*What is being asked:* The lines to reproduce from the material below are those from the one containing "assert_eq!(first, second);" through the one containing "let bundles = RuleFactoryRegistry::with_builtins().bundles();", both included; write them out exactly and add nothing.

*Available data:*
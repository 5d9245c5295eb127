//! End-to-end integration tests across the workspace
//!
//! Exercises the complete flow: spec file loading -> options resolution
//! against a file-backed secret store -> rule bundles from the registry.

use amp_fs::ConfigStore;
use amp_options::{ApicastOptionsProvider, ErrorKind, ZyncOptionsProvider};
use amp_rules::RuleFactoryRegistry;
use amp_secrets::{FileSecretStore, SecretStore};
use amp_spec::ApiManager;
use amp_test_utils::database_url;
use pretty_assertions::assert_eq;
use std::fs;
use std::path::Path;
use std::sync::Arc;
use std::thread;
use tempfile::TempDir;

fn write_spec(dir: &Path, external_database: bool) -> std::path::PathBuf {
    let path = dir.join("apimanager.toml");
    fs::write(
        &path,
        format!(
            r#"
[metadata]
name = "example"
namespace = "3scale"

[spec]
appLabel = "api-management"

[spec.zync.queSpec]
replicas = 2

[spec.externalComponents.zync]
database = {external_database}
"#
        ),
    )
    .unwrap();
    path
}

#[test]
fn test_resolve_from_files() {
    let temp = TempDir::new().unwrap();
    let apimanager: ApiManager = ConfigStore::new()
        .load(&write_spec(temp.path(), false))
        .unwrap();
    let store = FileSecretStore::new(temp.path().join("secrets.json"));
    let namespace = apimanager.namespace().unwrap().to_string();

    let zync = ZyncOptionsProvider::new(&apimanager, &namespace, &store)
        .get_zync_options()
        .unwrap();
    let apicast = ApicastOptionsProvider::new(&apimanager, &namespace)
        .get_apicast_options()
        .unwrap();

    assert_eq!(zync.zync_que_replicas, 2);
    assert_eq!(zync.database_url, database_url(&zync.database_password));
    assert_eq!(zync.common_labels["app"], "api-management");
    assert_eq!(apicast.common_labels["app"], "api-management");

    // A fresh store over the same file sees the persisted values
    let reopened = FileSecretStore::new(temp.path().join("secrets.json"));
    let again = ZyncOptionsProvider::new(&apimanager, &namespace, &reopened)
        .get_zync_options()
        .unwrap();
    assert_eq!(again, zync);
}

#[test]
fn test_external_database_requires_existing_secret() {
    let temp = TempDir::new().unwrap();
    let apimanager: ApiManager = ConfigStore::new()
        .load(&write_spec(temp.path(), true))
        .unwrap();
    let store = FileSecretStore::new(temp.path().join("secrets.json"));

    let err = ZyncOptionsProvider::new(&apimanager, "3scale", &store)
        .get_zync_options()
        .unwrap_err();
    assert_eq!(err.kind(), ErrorKind::NotFound);
    assert!(!store.path().exists());

    for (field, value) in [
        ("ZYNC_DATABASE_PASSWORD", "external".to_string()),
        ("DATABASE_URL", database_url("external")),
    ] {
        store.write_field("3scale", "zync", field, &value).unwrap();
    }

    let options = ZyncOptionsProvider::new(&apimanager, "3scale", &store)
        .get_zync_options()
        .unwrap();
    assert_eq!(options.database_password, "external");
}

#[test]
fn test_rotated_password_is_detected() {
    let temp = TempDir::new().unwrap();
    let apimanager: ApiManager = ConfigStore::new()
        .load(&write_spec(temp.path(), false))
        .unwrap();
    let store = FileSecretStore::new(temp.path().join("secrets.json"));

    ZyncOptionsProvider::new(&apimanager, "3scale", &store)
        .get_zync_options()
        .unwrap();
    store
        .write_field("3scale", "zync", "ZYNC_DATABASE_PASSWORD", "rotated")
        .unwrap();

    let err = ZyncOptionsProvider::new(&apimanager, "3scale", &store)
        .get_zync_options()
        .unwrap_err();
    assert_eq!(err.kind(), ErrorKind::Inconsistency);
}

#[test]
fn test_subsystems_resolve_concurrently() {
    let temp = TempDir::new().unwrap();
    let apimanager = Arc::new(
        ConfigStore::new()
            .load::<ApiManager>(&write_spec(temp.path(), false))
            .unwrap(),
    );
    let store = Arc::new(FileSecretStore::new(temp.path().join("secrets.json")));

    let zync = {
        let apimanager = Arc::clone(&apimanager);
        let store = Arc::clone(&store);
        thread::spawn(move || {
            ZyncOptionsProvider::new(&apimanager, "3scale", store.as_ref())
                .get_zync_options()
                .map(|o| o.database_password)
        })
    };
    let apicast = {
        let apimanager = Arc::clone(&apimanager);
        thread::spawn(move || {
            ApicastOptionsProvider::new(&apimanager, "3scale")
                .get_apicast_options()
                .map(|o| o.namespace)
        })
    };

    let password = zync.join().expect("zync thread panicked").unwrap();
    let namespace = apicast.join().expect("apicast thread panicked").unwrap();

    assert_eq!(namespace, "3scale");
    let data = store.read("3scale", "zync").unwrap().unwrap();
    assert_eq!(data["ZYNC_DATABASE_PASSWORD"], password);
}

#[test]
fn test_rules_need_no_secret_store() {
    let registry = RuleFactoryRegistry::with_builtins();

    let bundles = registry.bundles();
    assert_eq!(bundles.len(), 2);
    for bundle in &bundles {
        assert!(!bundle.rules.is_empty());
        assert_eq!(
            bundle.checksum().unwrap(),
            registry.bundle(&bundle.subsystem).unwrap().checksum().unwrap()
        );
    }
}
//! Desired-state document builder

use amp_spec::{ApiManager, LocalObjectReference, ResourceRequirements};

use crate::TEST_NAMESPACE;

/// Builder for [`ApiManager`] documents with test-friendly defaults.
///
/// # Example
///
/// ```
/// use amp_test_utils::ApiManagerBuilder;
///
/// let apimanager = ApiManagerBuilder::new()
///     .resource_requirements_enabled(false)
///     .external_zync_database(true)
///     .build();
/// assert!(apimanager.is_zync_external_database_enabled());
/// ```
pub struct ApiManagerBuilder {
    apimanager: ApiManager,
}

impl ApiManagerBuilder {
    pub fn new() -> Self {
        Self {
            apimanager: ApiManager::new("example-apimanager", TEST_NAMESPACE),
        }
    }

    pub fn namespace(mut self, namespace: &str) -> Self {
        self.apimanager.metadata.namespace = Some(namespace.to_string());
        self
    }

    pub fn app_label(mut self, label: &str) -> Self {
        self.apimanager.spec.app_label = label.to_string();
        self
    }

    pub fn resource_requirements_enabled(mut self, enabled: bool) -> Self {
        self.apimanager.spec.resource_requirements_enabled = enabled;
        self
    }

    pub fn external_zync_database(mut self, enabled: bool) -> Self {
        self.apimanager.spec.external_components.zync.database = enabled;
        self
    }

    pub fn image_pull_secrets(mut self, names: &[&str]) -> Self {
        self.apimanager.spec.image_pull_secrets =
            Some(names.iter().map(|n| LocalObjectReference::new(*n)).collect());
        self
    }

    pub fn zync_resources(mut self, resources: ResourceRequirements) -> Self {
        self.apimanager.spec.zync.app_spec.resources = Some(resources);
        self
    }

    pub fn zync_que_resources(mut self, resources: ResourceRequirements) -> Self {
        self.apimanager.spec.zync.que_spec.resources = Some(resources);
        self
    }

    pub fn zync_database_resources(mut self, resources: ResourceRequirements) -> Self {
        self.apimanager.spec.zync.database_resources = Some(resources);
        self
    }

    pub fn zync_image(mut self, image: &str) -> Self {
        self.apimanager.spec.zync.image = Some(image.to_string());
        self
    }

    pub fn apicast_image(mut self, image: &str) -> Self {
        self.apimanager.spec.apicast.image = Some(image.to_string());
        self
    }

    pub fn zync_replicas(mut self, app: i32, que: i32) -> Self {
        self.apimanager.spec.zync.app_spec.replicas = app;
        self.apimanager.spec.zync.que_spec.replicas = que;
        self
    }

    pub fn apicast_production_resources(mut self, resources: ResourceRequirements) -> Self {
        self.apimanager.spec.apicast.production_spec.resources = Some(resources);
        self
    }

    pub fn build(self) -> ApiManager {
        self.apimanager
    }
}

impl Default for ApiManagerBuilder {
    fn default() -> Self {
        Self::new()
    }
}
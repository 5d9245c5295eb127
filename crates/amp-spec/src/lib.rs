//! Desired-state spec types for the API management operator.
//!
//! The [`ApiManager`] document is the user-authored description of a whole
//! deployment. Resolvers only ever read it; serde defaults fill in the values
//! that are guaranteed to be present by the time resolution starts (replica
//! counts, the app label, the resource-requirements toggle).

pub mod apimanager;
pub mod k8s;

pub use apimanager::{
    ApiManager, ApiManagerSpec, ApicastSpec, DEFAULT_APP_LABEL, DeploymentSpec,
    ExternalComponentsSpec, ExternalZyncSpec, ZyncSpec,
};
pub use k8s::{Affinity, LocalObjectReference, ObjectMeta, ResourceRequirements, Toleration};
use tracing_subscriber::{EnvFilter, fmt, prelude::*};

use crate::error::{CliError, Result};

/// Install the global tracing subscriber.
///
/// Logs go to stderr so stdout carries only command output. `RUST_LOG` wins
/// when set; otherwise the level is `debug` with `verbose` and `info`
/// without.
pub fn init(verbose: bool) -> Result<()> {
    let fmt_layer = fmt::layer()
        .with_writer(std::io::stderr)
        .with_target(true)
        .with_level(true)
        .compact();

    let default_level = if verbose { "debug" } else { "info" };
    let filter_layer = EnvFilter::try_from_default_env()
        .or_else(|_| EnvFilter::try_new(default_level))
        .map_err(|e| CliError::Logging(e.to_string()))?;

    tracing_subscriber::registry()
        .with(filter_layer)
        .with(fmt_layer)
        .try_init()
        .map_err(|e| CliError::Logging(e.to_string()))?;

    Ok(())
}
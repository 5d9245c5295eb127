//! Error types for amp-fs

use std::path::PathBuf;

/// Result type for amp-fs operations
pub type Result<T> = std::result::Result<T, Error>;

/// Errors that can occur in amp-fs operations
#[derive(Debug, thiserror::Error)]
pub enum Error {
    #[error("I/O error at {path}: {source}")]
    Io {
        path: PathBuf,
        #[source]
        source: std::io::Error,
    },

    #[error("Failed to parse {format} document at {path}: {message}")]
    ConfigParse {
        path: PathBuf,
        format: String,
        message: String,
    },

    #[error("Failed to serialize {format} document for {path}: {message}")]
    ConfigSerialize {
        path: PathBuf,
        format: String,
        message: String,
    },

    #[error("Unsupported document format: {extension}")]
    UnsupportedFormat { extension: String },

    #[error("Lock acquisition failed for {path}")]
    LockFailed { path: PathBuf },
}

impl Error {
    pub fn io(path: impl Into<PathBuf>, source: std::io::Error) -> Self {
        Self::Io {
            path: path.into(),
            source,
        }
    }
}
//! Rule bundles built through the registry

use amp_rules::{NAMESPACE_PLACEHOLDER, RuleFactoryRegistry};
use pretty_assertions::assert_eq;
use rstest::rstest;

#[rstest]
#[case("zync", 6)]
#[case("apicast", 5)]
fn test_bundle_is_deterministic(#[case] subsystem: &str, #[case] rule_count: usize) {
    let registry = RuleFactoryRegistry::with_builtins();

    let first = registry.bundle(subsystem).unwrap();
    let second = registry.bundle(subsystem).unwrap();

    assert_eq!(first.subsystem, subsystem);
    assert_eq!(first.rules.len(), rule_count);
    assert_eq!(first, second);
    assert_eq!(first.checksum().unwrap(), second.checksum().unwrap());
}

#[test]
fn test_all_bundles_use_namespace_placeholder() {
    for bundle in RuleFactoryRegistry::with_builtins().bundles() {
        assert_eq!(bundle.group, format!("{NAMESPACE_PLACEHOLDER}/{}.rules", bundle.subsystem));
        assert!(!bundle.rules.is_empty());
    }
}

#[test]
fn test_bundles_serialize_to_json() {
    let bundles = RuleFactoryRegistry::with_builtins().bundles();
    let json = serde_json::to_value(&bundles).unwrap();

    assert_eq!(json[0]["name"], "zync");
    assert_eq!(json[0]["rules"][0]["for"], "1m");
    assert_eq!(json[1]["rules"][0]["severity"], "critical");
}
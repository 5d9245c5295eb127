//! Kubernetes-shaped value types carried through the spec into resolved options
//!
//! Only the shapes the resolvers touch are modelled. Scheduling sub-trees that
//! are copied verbatim (node/pod affinity terms) stay opaque JSON values.

use serde::{Deserialize, Serialize};
use std::collections::BTreeMap;

/// Resource name -> quantity string (e.g. `cpu` -> `150m`).
pub type ResourceList = BTreeMap<String, String>;

/// Minimal object metadata for the spec document.
#[derive(Debug, Clone, PartialEq, Default, Serialize, Deserialize)]
pub struct ObjectMeta {
    #[serde(default)]
    pub name: String,
    #[serde(default, skip_serializing_if = "Option::is_none")]
    pub namespace: Option<String>,
}

/// Compute resource limits and requests for one container.
///
/// An empty value means "unconstrained".
#[derive(Debug, Clone, PartialEq, Eq, Default, Serialize, Deserialize)]
pub struct ResourceRequirements {
    #[serde(default, skip_serializing_if = "BTreeMap::is_empty")]
    pub limits: ResourceList,
    #[serde(default, skip_serializing_if = "BTreeMap::is_empty")]
    pub requests: ResourceList,
}

impl ResourceRequirements {
    /// Set a limit (builder pattern).
    pub fn with_limit(mut self, resource: impl Into<String>, quantity: impl Into<String>) -> Self {
        self.limits.insert(resource.into(), quantity.into());
        self
    }

    /// Set a request (builder pattern).
    pub fn with_request(mut self, resource: impl Into<String>, quantity: impl Into<String>) -> Self {
        self.requests.insert(resource.into(), quantity.into());
        self
    }

    /// True when neither limits nor requests are set.
    pub fn is_empty(&self) -> bool {
        self.limits.is_empty() && self.requests.is_empty()
    }
}

/// Pod scheduling affinity.
#[derive(Debug, Clone, PartialEq, Default, Serialize, Deserialize)]
#[serde(rename_all = "camelCase")]
pub struct Affinity {
    #[serde(default, skip_serializing_if = "Option::is_none")]
    pub node_affinity: Option<serde_json::Value>,
    #[serde(default, skip_serializing_if = "Option::is_none")]
    pub pod_affinity: Option<serde_json::Value>,
    #[serde(default, skip_serializing_if = "Option::is_none")]
    pub pod_anti_affinity: Option<serde_json::Value>,
}

/// A pod toleration.
#[derive(Debug, Clone, PartialEq, Eq, Default, Serialize, Deserialize)]
#[serde(rename_all = "camelCase")]
pub struct Toleration {
    #[serde(default, skip_serializing_if = "Option::is_none")]
    pub key: Option<String>,
    #[serde(default, skip_serializing_if = "Option::is_none")]
    pub operator: Option<String>,
    #[serde(default, skip_serializing_if = "Option::is_none")]
    pub value: Option<String>,
    #[serde(default, skip_serializing_if = "Option::is_none")]
    pub effect: Option<String>,
    #[serde(default, skip_serializing_if = "Option::is_none")]
    pub toleration_seconds: Option<i64>,
}

/// Reference to a secret in the same namespace (used for image pull secrets).
#[derive(Debug, Clone, PartialEq, Eq, Hash, PartialOrd, Ord, Serialize, Deserialize)]
pub struct LocalObjectReference {
    pub name: String,
}

impl LocalObjectReference {
    pub fn new(name: impl Into<String>) -> Self {
        Self { name: name.into() }
    }
}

*Problem solution:*
    assert_eq!(first, second);
    assert_eq!(first.checksum().unwrap(), second.checksum().unwrap());
}

#[test]
fn test_all_bundles_use_namespace_placeholder() {
    for bundle in RuleFactoryRegistry::with_builtins().bundles() {
        assert_eq!(bundle.group, format!("{NAMESPACE_PLACEHOLDER}/{}.rules", bundle.subsystem));
        assert!(!bundle.rules.is_empty());
    }
}

#[test]
fn test_bundles_serialize_to_json() {
    let bundles = RuleFactoryRegistry::with_builtins().bundles();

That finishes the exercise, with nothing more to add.